(Records from a dataset)
☆ ☆ ☆ ☆

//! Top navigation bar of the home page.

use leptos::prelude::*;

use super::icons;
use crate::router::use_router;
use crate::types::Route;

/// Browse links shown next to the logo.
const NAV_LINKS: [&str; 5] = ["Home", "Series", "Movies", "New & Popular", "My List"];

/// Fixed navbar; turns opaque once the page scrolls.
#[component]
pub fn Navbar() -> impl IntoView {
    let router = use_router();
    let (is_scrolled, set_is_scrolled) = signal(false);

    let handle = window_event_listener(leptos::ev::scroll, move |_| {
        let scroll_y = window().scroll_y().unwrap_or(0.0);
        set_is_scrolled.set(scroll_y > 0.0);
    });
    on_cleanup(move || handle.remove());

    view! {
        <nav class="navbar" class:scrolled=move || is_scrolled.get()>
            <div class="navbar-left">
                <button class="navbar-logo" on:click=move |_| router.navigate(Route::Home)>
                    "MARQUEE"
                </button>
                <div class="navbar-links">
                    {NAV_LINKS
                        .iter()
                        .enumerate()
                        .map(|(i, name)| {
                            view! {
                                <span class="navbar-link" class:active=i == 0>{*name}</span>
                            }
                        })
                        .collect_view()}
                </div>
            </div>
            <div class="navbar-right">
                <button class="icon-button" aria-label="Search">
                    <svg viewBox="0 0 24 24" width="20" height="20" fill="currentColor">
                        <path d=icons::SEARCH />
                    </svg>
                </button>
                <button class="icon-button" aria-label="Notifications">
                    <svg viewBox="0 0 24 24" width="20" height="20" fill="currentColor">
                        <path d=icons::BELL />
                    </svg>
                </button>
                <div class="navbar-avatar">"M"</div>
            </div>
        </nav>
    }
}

☆ ☆ ☆ ☆

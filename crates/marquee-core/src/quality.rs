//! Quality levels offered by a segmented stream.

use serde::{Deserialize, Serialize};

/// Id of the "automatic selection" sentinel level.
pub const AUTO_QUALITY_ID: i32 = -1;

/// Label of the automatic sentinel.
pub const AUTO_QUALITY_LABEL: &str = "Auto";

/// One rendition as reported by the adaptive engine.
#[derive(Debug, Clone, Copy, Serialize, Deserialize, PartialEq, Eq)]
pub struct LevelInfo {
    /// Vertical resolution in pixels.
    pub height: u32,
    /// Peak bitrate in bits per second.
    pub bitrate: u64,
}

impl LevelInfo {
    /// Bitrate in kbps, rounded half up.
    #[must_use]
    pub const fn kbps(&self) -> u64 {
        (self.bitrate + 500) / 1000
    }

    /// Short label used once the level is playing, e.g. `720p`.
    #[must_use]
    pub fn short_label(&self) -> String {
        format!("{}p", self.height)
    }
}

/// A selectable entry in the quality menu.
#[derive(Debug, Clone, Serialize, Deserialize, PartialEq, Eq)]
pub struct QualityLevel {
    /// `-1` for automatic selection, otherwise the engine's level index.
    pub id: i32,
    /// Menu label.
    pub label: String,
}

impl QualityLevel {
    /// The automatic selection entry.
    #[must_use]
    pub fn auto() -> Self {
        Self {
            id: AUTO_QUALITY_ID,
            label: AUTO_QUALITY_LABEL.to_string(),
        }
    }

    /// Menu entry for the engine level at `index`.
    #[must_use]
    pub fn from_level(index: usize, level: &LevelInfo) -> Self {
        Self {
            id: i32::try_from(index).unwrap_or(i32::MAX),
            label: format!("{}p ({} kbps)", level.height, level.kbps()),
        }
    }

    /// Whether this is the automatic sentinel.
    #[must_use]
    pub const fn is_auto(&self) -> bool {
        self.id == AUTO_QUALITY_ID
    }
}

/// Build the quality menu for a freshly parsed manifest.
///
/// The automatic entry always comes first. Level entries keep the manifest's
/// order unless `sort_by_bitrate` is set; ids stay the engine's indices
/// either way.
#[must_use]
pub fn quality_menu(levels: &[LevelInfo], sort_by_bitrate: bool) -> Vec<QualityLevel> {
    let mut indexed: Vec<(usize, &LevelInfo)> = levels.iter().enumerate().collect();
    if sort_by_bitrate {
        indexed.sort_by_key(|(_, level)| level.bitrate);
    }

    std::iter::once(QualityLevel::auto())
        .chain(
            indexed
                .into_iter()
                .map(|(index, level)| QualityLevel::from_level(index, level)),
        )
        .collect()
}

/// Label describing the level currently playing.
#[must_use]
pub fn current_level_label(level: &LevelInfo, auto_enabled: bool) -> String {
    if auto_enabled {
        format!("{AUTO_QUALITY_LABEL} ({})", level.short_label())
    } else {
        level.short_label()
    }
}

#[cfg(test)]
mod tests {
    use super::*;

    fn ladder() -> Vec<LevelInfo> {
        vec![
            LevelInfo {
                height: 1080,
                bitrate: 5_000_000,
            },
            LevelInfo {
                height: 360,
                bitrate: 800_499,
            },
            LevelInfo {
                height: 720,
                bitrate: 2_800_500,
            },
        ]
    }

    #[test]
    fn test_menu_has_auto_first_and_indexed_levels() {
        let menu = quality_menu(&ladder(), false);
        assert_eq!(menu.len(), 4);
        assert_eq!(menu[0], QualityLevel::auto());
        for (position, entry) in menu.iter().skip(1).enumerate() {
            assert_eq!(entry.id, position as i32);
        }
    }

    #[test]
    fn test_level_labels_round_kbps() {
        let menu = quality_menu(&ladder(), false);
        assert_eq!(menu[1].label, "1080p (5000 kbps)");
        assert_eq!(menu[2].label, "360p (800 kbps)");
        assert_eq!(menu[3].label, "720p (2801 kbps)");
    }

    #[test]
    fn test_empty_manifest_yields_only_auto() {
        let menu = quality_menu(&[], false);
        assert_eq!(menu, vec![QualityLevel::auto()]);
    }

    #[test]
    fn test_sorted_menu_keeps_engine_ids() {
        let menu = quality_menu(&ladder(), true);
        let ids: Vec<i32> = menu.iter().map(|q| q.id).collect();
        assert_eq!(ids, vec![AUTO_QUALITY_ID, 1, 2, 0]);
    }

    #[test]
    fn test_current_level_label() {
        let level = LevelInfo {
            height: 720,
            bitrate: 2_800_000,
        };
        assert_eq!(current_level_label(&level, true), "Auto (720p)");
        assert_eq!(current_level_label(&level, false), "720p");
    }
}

☆ ☆ ☆ ☆

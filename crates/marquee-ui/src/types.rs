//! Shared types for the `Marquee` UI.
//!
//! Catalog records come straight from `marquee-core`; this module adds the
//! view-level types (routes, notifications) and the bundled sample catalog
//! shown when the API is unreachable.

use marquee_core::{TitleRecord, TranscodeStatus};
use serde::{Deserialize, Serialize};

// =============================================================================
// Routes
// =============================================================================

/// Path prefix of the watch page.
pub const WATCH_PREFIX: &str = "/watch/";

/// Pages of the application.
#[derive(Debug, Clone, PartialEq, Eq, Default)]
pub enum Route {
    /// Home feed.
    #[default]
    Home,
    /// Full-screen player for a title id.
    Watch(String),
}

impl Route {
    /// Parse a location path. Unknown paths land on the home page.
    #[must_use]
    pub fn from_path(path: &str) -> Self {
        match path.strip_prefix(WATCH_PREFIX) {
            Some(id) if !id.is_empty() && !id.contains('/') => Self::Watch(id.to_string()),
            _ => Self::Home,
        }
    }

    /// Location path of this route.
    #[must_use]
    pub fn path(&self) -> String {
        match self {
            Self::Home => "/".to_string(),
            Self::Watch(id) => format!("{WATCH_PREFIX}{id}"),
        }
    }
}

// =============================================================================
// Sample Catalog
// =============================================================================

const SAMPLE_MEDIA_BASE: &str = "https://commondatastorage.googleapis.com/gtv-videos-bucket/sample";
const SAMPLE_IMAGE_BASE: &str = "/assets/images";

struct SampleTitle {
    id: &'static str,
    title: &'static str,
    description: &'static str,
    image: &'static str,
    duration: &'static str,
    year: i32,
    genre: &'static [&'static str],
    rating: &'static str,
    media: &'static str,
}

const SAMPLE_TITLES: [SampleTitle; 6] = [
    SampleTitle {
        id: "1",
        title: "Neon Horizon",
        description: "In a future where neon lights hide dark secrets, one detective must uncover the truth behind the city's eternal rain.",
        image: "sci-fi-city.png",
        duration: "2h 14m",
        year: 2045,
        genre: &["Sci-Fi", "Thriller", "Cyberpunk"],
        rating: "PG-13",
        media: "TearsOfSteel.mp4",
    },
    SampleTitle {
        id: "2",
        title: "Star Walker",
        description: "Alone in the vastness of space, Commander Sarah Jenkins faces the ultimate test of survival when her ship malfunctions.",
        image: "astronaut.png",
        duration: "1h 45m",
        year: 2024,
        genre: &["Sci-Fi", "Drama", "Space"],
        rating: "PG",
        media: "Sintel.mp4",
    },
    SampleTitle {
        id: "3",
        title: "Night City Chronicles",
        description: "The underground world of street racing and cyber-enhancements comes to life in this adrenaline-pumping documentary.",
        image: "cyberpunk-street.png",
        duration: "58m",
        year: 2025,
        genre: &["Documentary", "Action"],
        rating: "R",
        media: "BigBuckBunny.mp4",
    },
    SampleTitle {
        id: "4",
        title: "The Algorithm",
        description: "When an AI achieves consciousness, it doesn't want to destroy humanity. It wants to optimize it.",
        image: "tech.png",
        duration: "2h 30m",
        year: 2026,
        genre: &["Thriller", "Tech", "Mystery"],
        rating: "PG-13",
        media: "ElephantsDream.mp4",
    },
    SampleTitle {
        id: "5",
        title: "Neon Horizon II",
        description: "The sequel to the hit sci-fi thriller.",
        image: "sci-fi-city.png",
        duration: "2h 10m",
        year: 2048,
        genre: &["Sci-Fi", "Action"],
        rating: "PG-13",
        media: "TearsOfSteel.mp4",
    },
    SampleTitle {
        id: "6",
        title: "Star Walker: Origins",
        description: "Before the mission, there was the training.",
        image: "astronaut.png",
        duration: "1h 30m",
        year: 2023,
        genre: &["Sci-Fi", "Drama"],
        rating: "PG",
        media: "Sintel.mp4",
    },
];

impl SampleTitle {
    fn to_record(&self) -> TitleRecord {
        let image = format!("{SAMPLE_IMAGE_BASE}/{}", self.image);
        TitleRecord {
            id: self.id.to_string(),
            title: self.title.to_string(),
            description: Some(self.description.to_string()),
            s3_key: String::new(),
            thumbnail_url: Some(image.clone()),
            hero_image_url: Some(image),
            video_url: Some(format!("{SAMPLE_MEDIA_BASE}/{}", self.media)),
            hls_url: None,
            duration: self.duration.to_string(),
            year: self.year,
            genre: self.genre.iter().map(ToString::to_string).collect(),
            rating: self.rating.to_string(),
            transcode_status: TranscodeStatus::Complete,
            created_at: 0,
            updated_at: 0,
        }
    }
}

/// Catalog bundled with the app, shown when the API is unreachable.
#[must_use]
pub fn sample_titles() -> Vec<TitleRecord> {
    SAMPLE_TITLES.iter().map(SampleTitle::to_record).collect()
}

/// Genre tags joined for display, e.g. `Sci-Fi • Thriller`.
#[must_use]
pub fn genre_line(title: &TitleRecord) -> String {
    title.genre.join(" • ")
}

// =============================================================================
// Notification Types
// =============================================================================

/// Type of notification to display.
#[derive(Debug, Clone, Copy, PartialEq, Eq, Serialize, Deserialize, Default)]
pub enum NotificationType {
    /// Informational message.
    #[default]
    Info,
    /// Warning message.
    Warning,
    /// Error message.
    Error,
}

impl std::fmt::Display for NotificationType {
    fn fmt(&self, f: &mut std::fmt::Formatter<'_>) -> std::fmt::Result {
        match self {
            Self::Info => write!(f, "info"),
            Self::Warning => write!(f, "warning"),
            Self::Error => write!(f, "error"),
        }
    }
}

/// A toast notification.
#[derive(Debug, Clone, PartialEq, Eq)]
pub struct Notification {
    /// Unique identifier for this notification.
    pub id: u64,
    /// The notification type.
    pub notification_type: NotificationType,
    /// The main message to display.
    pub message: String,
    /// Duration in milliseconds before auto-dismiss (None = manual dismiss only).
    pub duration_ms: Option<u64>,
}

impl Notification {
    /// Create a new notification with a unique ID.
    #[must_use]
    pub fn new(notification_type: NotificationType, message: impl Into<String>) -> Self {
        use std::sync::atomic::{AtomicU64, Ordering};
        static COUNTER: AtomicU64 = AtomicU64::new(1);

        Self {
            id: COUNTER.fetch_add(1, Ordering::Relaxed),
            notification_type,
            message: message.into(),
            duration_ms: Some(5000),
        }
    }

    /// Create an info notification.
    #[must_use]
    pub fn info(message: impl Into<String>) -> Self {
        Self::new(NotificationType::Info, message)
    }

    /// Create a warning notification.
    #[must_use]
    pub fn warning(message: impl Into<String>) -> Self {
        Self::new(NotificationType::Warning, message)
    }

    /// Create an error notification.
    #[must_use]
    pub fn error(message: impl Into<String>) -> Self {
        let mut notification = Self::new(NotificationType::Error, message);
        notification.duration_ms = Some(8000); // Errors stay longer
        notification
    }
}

☆ ☆ ☆ ☆

# What needs to be done
Reproduce, character for character, only the lines of the preceding data that start at the line with "of the home page." and end at the line with "const NAV_LINKS: [&str;", both included.

# Solution for this task
//! Top navigation bar of the home page.

use leptos::prelude::*;

use super::icons;
use crate::router::use_router;
use crate::types::Route;

/// Browse links shown next to the logo.
const NAV_LINKS: [&str; 5] = ["Home", "Series", "Movies", "New & Popular", "My List"];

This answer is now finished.